- Heron Lake Township, Minnesota Location within the state of Minnesota Heron Lake Township, Minnesota Heron Lake Township, Minnesota (the United States)
- Coordinates: 43°42′56″N 95°11′12″W﻿ / ﻿43.71556°N 95.18667°W
- Country: United States
- State: Minnesota
- County: Jackson

Area
- • Total: 43.9 sq mi (113.7 km^{2})
- • Land: 38.8 sq mi (100.4 km^{2})
- • Water: 5.1 sq mi (13.3 km^{2})
- Elevation: 1,499 ft (457 m)

Population (2000)
- • Total: 401
- • Density: 10/sq mi (4/km^{2})
- Time zone: UTC-6 (Central (CST))
- • Summer (DST): UTC-5 (CDT)
- ZIP code: 56137
- Area code: 507
- FIPS code: 27-28718
- GNIS feature ID: 0664462

= Heron Lake Township, Jackson County, Minnesota =

Heron Lake Township is a township in Jackson County, Minnesota, United States. The population was 401 at the 2000 census.

Heron Lake Township was organized in 1870, and named for Heron Lake.

==Geography==
According to the United States Census Bureau, the township has a total area of 43.9 sqmi, of which 38.8 sqmi is land and 5.1 sqmi (11.71%) is water.

==Demographics==
As of the census of 2000, there were 401 people, 146 households, and 110 families residing in the township. The population density was 10.3 PD/sqmi. There were 152 housing units at an average density of 3.9 /sqmi. The racial makeup of the township was 99.50% White, 0.25% Asian, 0.25% from other races. Hispanic or Latino of any race were 1.25% of the population.

There were 146 households, out of which 32.9% had children under the age of 18 living with them, 69.9% were married couples living together, 2.7% had a female householder with no husband present, and 24.0% were non-families. 21.2% of all households were made up of individuals, and 7.5% had someone living alone who was 65 years of age or older. The average household size was 2.75 and the average family size was 3.22.

In the township the population was spread out, with 27.7% under the age of 18, 7.0% from 18 to 24, 29.2% from 25 to 44, 21.7% from 45 to 64, and 14.5% who were 65 years of age or older. The median age was 38 years. For every 100 females, there were 119.1 males. For every 100 females age 18 and over, there were 121.4 males.

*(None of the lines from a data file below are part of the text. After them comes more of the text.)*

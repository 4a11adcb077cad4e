//! Repository contracts the token engine consumes.
//!
//! Every trait is storage-agnostic. Implementations map their own records to
//! the value types in `types` at this boundary.

use async_trait::async_trait;

use super::error::{FirebaseError, StorageError};
use super::types::{AccessToken, Client, GrantType, RefreshToken, Scope, TokenKind, User};

/// Trait for looking up and authenticating clients.
#[async_trait]
pub trait ClientRepository: Send + Sync + 'static {
    /// Returns the client with this identifier, active or not.
    async fn get_client_entity(&self, identifier: &str) -> Result<Option<Client>, StorageError>;

    /// True only if the client is active, may use `grant_type`, and either
    /// `secret` matches or the client is public.
    async fn validate_client(
        &self,
        identifier: &str,
        secret: Option<&str>,
        grant_type: GrantType,
    ) -> Result<bool, StorageError>;
}

/// Trait for access token persistence and revocation.
#[async_trait]
pub trait AccessTokenRepository: Send + Sync + 'static {
    /// Builds an unsaved token. Nothing is persisted.
    fn get_new_token(&self, client: &Client, scopes: Vec<Scope>, user_id: Option<&str>) -> AccessToken {
        AccessToken::new(client.clone(), scopes, user_id.map(str::to_string))
    }

    /// Persists a freshly issued token. Fails with
    /// `StorageError::UniqueViolation` when the identifier is taken.
    async fn persist_new_access_token(&self, token: &AccessToken) -> Result<(), StorageError>;

    /// Marks the token revoked. Unknown or already revoked tokens are a no-op.
    async fn revoke_access_token(&self, identifier: &str) -> Result<(), StorageError>;

    /// True when the token is revoked or cannot be found at all.
    async fn is_access_token_revoked(&self, identifier: &str) -> Result<bool, StorageError>;
}

/// Trait for refresh token persistence and revocation.
#[async_trait]
pub trait RefreshTokenRepository: Send + Sync + 'static {
    /// Builds an unsaved refresh token for `access_token`. `None` disables
    /// refresh tokens.
    fn get_new_refresh_token(&self, access_token: &AccessToken) -> Option<RefreshToken> {
        Some(RefreshToken::new(access_token.identifier.clone()))
    }

    /// Persists a refresh token. Fails with `StorageError::InvariantViolation`
    /// when the parent access token is not active.
    async fn persist_new_refresh_token(&self, token: &RefreshToken) -> Result<(), StorageError>;

    /// Marks the token revoked. Unknown or already revoked tokens are a no-op.
    async fn revoke_refresh_token(&self, identifier: &str) -> Result<(), StorageError>;

    /// True when the token is revoked or cannot be found at all.
    async fn is_refresh_token_revoked(&self, identifier: &str) -> Result<bool, StorageError>;

    /// Revokes every refresh token issued against `access_token_id`.
    async fn revoke_refresh_tokens_for_access_token(
        &self,
        access_token_id: &str,
    ) -> Result<(), StorageError>;
}

/// Trait for scope lookup and final scope resolution.
#[async_trait]
pub trait ScopeRepository: Send + Sync + 'static {
    async fn get_scope_entity_by_identifier(&self, identifier: &str) -> Result<Option<Scope>, StorageError>;

    /// Resolves the scopes a token will carry.
    ///
    /// An empty `requested` yields the client's default scopes. Scopes
    /// restricted to another user or another grant are always dropped, and
    /// a non-empty `requested` additionally limits the result to those
    /// identifiers. Unknown requested scopes are dropped without error.
    async fn finalize_scopes(
        &self,
        requested: &[Scope],
        grant_type: GrantType,
        client: &Client,
        user_id: Option<&str>,
    ) -> Result<Vec<Scope>, StorageError>;
}

/// Resolves users from federated Firebase ID tokens.
#[async_trait]
pub trait FirebaseUserRepository: Send + Sync + 'static {
    async fn get_user_entity_by_firebase_id(
        &self,
        firebase_id: &str,
        grant_type: GrantType,
        client: &Client,
    ) -> Result<User, FirebaseError>;
}

/// Resolves the local principal behind a validated access token.
#[async_trait]
pub trait IdentityRepository: Send + Sync + 'static {
    async fn find_identity_by_access_token(
        &self,
        access_token_id: &str,
        token_type: TokenKind,
    ) -> Result<Option<User>, StorageError>;
}
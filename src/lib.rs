pub mod oauth_core;

pub use oauth_core::cache::{Cached, CacheBackend, CacheSettings, MemoryCache, RepositoryCache};
pub use oauth_core::config::ServerConfig;
pub use oauth_core::error::{ConfigError, FirebaseError, OAuthError, StorageError};
pub use oauth_core::events::{AuthorizationEvent, EventEmitter, OAuthEvent};
pub use oauth_core::grant::{FirebaseGrant, Grant, GrantContext, RevokeGrant};
pub use oauth_core::jwt::{AccessTokenClaims, JwtSigner, JwtVerifier};
pub use oauth_core::mac::{MacHeader, MacTokenValidator};
pub use oauth_core::memory::{
    InMemoryAccessTokenRepository, InMemoryClientRepository, InMemoryFirebaseUserRepository,
    InMemoryRefreshTokenRepository, InMemoryScopeRepository,
};
pub use oauth_core::request::{ServerRequest, ServerResponse};
pub use oauth_core::resource::{
    AuthError, AuthMethod, AuthenticatedPrincipal, AuthorizationValidator, BearerTokenValidator, HttpBearerAuth, HttpMacAuth,
    RequestAuthenticator, ResourceServer,
};
pub use oauth_core::server::{AuthorizationServer, AuthorizationServerBuilder};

The median income for a household in the township was $40,714, and the median income for a family was $43,194. Males had a median income of $22,188 versus $23,125 for females. The per capita income for the township was $14,380. About 6.3% of families and 9.8% of the population were below the poverty line, including 10.9% of those under age 18 and none of those age 65 or over.

==Politics==
Heron Lake Township is located in Minnesota's 1st congressional district, represented by New Ulm farmer Brad Finstad, a Republican. At the state level, Heron Lake Township is located in Senate District 22, represented by Republican Doug Magnus, and in House District 22B, represented by Republican Rod Hamilton.